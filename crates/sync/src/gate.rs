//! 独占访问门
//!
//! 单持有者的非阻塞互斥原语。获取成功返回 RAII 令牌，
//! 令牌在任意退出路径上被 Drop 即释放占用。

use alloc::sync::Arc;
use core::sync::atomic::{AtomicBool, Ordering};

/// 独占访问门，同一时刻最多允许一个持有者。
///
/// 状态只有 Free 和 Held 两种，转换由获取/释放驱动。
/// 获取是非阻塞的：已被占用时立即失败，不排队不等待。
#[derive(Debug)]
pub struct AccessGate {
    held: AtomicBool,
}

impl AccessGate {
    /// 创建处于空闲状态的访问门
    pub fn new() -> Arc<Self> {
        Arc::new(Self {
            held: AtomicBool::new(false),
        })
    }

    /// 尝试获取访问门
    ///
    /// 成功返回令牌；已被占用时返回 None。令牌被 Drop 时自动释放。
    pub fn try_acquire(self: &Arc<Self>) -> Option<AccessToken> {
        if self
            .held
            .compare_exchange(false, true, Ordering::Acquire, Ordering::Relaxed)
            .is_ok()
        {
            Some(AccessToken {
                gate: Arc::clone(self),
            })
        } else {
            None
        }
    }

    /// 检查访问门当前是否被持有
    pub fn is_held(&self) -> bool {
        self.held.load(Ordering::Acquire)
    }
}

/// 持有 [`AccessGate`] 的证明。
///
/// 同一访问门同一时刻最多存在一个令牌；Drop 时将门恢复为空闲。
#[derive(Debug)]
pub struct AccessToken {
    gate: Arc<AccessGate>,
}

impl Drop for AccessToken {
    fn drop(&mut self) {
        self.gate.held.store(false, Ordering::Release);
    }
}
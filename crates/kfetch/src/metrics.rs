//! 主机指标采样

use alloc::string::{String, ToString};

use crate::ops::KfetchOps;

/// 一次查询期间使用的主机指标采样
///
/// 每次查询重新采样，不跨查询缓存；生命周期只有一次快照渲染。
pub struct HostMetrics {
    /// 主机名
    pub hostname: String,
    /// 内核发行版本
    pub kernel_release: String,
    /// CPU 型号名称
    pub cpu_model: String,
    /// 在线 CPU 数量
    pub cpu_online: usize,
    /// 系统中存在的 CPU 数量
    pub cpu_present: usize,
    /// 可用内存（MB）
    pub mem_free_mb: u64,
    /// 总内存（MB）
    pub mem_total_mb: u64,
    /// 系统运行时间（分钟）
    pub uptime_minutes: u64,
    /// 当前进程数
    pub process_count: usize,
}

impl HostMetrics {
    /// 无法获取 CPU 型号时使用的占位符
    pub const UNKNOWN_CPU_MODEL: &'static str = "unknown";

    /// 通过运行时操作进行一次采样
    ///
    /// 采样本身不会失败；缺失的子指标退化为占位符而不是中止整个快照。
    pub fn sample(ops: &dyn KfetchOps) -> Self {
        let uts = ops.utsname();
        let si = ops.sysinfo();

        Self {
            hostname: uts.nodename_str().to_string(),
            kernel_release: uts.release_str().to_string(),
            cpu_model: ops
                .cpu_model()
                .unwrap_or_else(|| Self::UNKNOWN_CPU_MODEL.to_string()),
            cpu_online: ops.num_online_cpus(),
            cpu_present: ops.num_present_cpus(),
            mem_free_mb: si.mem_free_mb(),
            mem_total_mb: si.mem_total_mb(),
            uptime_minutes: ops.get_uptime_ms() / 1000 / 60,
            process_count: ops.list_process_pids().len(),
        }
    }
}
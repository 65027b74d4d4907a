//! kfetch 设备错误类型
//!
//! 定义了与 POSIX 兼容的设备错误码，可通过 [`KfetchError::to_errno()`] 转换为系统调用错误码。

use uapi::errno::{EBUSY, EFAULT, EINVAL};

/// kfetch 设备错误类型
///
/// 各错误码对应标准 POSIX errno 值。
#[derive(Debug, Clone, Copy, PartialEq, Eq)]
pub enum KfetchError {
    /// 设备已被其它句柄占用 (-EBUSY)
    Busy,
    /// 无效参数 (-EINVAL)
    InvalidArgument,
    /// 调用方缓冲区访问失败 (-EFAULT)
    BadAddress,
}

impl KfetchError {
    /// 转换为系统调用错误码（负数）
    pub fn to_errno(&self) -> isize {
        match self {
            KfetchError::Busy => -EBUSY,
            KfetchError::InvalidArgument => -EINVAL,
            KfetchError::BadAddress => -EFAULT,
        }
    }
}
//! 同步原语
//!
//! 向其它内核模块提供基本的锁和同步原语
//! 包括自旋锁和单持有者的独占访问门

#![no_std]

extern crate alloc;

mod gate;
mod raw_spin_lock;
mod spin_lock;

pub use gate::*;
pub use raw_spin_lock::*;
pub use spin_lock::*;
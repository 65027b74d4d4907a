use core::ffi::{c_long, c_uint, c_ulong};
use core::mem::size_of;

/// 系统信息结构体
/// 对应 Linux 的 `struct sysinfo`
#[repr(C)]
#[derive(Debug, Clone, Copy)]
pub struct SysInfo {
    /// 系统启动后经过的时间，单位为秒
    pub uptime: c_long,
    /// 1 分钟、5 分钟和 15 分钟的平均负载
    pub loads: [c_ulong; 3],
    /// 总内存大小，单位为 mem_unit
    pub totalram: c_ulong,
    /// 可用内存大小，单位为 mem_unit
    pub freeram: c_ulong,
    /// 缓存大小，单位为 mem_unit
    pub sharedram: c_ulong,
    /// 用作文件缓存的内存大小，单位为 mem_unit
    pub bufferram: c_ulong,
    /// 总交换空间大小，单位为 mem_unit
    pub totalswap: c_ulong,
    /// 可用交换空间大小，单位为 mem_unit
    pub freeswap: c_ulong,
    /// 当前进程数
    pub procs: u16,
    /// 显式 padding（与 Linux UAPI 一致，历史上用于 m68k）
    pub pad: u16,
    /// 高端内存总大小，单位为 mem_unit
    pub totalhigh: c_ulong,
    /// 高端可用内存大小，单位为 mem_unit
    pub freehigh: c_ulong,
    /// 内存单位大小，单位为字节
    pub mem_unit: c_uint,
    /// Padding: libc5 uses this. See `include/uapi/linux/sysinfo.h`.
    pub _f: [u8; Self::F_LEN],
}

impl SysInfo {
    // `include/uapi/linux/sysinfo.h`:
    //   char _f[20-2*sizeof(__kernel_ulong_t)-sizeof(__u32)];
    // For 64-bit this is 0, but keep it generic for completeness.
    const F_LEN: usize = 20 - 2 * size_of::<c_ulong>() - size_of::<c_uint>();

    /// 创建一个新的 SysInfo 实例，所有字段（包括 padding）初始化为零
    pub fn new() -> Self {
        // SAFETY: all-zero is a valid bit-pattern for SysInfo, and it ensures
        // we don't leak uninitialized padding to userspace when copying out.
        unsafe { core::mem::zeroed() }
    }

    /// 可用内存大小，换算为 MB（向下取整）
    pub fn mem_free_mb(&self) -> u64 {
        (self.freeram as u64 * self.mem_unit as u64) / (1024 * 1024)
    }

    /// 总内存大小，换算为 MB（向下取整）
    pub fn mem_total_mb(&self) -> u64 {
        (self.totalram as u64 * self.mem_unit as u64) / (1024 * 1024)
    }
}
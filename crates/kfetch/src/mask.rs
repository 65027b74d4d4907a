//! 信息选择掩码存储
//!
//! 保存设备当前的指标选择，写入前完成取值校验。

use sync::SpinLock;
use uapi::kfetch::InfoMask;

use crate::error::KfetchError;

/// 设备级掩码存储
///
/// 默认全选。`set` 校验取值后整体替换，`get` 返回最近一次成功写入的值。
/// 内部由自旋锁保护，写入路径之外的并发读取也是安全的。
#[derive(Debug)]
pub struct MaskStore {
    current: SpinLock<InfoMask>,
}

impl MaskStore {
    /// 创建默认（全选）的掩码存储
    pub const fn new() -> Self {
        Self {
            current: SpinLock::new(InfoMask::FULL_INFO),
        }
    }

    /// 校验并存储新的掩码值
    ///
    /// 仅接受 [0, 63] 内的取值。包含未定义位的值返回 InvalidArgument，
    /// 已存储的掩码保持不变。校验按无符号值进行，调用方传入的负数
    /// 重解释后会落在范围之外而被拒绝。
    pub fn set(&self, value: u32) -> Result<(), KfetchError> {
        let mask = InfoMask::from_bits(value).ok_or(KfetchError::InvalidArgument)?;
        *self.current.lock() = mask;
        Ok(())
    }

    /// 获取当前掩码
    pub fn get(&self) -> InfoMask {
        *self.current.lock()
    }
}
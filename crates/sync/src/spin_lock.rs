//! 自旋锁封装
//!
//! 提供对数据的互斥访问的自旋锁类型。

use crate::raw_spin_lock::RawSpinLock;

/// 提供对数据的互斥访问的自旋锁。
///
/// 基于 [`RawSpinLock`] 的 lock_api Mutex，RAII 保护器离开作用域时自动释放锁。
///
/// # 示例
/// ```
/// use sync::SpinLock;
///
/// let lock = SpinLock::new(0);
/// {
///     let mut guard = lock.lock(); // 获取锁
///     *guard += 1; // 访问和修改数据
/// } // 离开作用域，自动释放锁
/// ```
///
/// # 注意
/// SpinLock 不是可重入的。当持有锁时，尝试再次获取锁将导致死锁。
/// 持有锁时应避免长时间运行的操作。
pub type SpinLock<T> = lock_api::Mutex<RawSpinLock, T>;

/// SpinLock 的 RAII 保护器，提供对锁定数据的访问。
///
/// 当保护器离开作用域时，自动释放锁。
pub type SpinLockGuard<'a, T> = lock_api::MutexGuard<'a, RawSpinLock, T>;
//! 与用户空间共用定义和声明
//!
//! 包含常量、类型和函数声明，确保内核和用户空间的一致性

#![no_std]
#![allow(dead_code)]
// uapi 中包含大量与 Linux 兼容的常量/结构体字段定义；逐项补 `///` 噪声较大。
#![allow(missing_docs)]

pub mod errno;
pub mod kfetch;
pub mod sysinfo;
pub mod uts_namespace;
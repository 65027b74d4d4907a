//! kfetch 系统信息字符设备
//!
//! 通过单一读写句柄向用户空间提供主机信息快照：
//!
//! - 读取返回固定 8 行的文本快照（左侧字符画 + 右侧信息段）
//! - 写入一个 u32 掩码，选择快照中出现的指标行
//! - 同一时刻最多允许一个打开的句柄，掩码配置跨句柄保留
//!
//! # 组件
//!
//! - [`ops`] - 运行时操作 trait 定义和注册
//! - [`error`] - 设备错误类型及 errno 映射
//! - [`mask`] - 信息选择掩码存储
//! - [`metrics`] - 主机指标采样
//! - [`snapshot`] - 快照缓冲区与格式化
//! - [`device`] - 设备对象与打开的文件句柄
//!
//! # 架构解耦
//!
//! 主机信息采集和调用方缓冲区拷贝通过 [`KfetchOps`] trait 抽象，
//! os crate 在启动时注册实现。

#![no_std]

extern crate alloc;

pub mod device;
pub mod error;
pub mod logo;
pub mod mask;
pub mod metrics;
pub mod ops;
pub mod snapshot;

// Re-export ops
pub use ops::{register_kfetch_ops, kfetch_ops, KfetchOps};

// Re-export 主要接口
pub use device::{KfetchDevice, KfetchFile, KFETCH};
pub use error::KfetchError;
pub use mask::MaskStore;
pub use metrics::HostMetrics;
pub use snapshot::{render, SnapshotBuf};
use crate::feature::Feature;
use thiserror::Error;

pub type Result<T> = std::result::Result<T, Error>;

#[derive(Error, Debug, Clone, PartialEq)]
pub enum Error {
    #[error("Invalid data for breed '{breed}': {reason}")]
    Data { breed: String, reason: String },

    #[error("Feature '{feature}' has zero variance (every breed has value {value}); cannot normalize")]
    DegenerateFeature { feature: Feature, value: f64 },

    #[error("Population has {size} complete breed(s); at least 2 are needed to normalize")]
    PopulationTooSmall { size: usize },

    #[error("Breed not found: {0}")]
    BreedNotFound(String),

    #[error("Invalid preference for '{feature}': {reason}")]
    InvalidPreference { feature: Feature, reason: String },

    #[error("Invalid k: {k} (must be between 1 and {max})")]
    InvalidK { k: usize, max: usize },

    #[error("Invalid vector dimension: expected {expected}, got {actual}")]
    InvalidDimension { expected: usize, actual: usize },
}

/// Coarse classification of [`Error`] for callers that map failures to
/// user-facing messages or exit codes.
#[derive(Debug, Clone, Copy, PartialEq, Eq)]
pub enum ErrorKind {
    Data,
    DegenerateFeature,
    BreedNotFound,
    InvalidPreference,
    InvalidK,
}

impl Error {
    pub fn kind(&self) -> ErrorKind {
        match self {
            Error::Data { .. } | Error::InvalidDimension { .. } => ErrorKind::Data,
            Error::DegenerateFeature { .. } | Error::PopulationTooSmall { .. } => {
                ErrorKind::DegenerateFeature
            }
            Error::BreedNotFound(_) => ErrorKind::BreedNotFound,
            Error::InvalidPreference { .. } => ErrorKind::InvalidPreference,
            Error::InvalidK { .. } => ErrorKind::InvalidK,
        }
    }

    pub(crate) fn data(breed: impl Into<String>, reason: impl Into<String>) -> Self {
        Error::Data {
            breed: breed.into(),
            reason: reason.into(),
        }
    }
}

^^^^^^^^

**TASK DETAILS**
Look above for the line that contains "and it ensures". Starting there, transcribe every line exactly until you have copied the line that contains "pub fn set(&self, value: u32)".

**YOUR RESPONSE**
        // SAFETY: all-zero is a valid bit-pattern for SysInfo, and it ensures
        // we don't leak uninitialized padding to userspace when copying out.
        unsafe { core::mem::zeroed() }
    }

    /// 可用内存大小，换算为 MB（向下取整）
    pub fn mem_free_mb(&self) -> u64 {
        (self.freeram as u64 * self.mem_unit as u64) / (1024 * 1024)
    }

    /// 总内存大小，换算为 MB（向下取整）
    pub fn mem_total_mb(&self) -> u64 {
        (self.totalram as u64 * self.mem_unit as u64) / (1024 * 1024)
    }
}
filename crates/kfetch/src/mask.rs
repository 65027b74d4d4907a
//! 信息选择掩码存储
//!
//! 保存设备当前的指标选择，写入前完成取值校验。

use sync::SpinLock;
use uapi::kfetch::InfoMask;

use crate::error::KfetchError;

/// 设备级掩码存储
///
/// 默认全选。`set` 校验取值后整体替换，`get` 返回最近一次成功写入的值。
/// 内部由自旋锁保护，写入路径之外的并发读取也是安全的。
#[derive(Debug)]
pub struct MaskStore {
    current: SpinLock<InfoMask>,
}

impl MaskStore {
    /// 创建默认（全选）的掩码存储
    pub const fn new() -> Self {
        Self {
            current: SpinLock::new(InfoMask::FULL_INFO),
        }
    }

    /// 校验并存储新的掩码值
    ///
    /// 仅接受 [0, 63] 内的取值。包含未定义位的值返回 InvalidArgument，
    /// 已存储的掩码保持不变。校验按无符号值进行，调用方传入的负数
    /// 重解释后会落在范围之外而被拒绝。
    pub fn set(&self, value: u32) -> Result<(), KfetchError> {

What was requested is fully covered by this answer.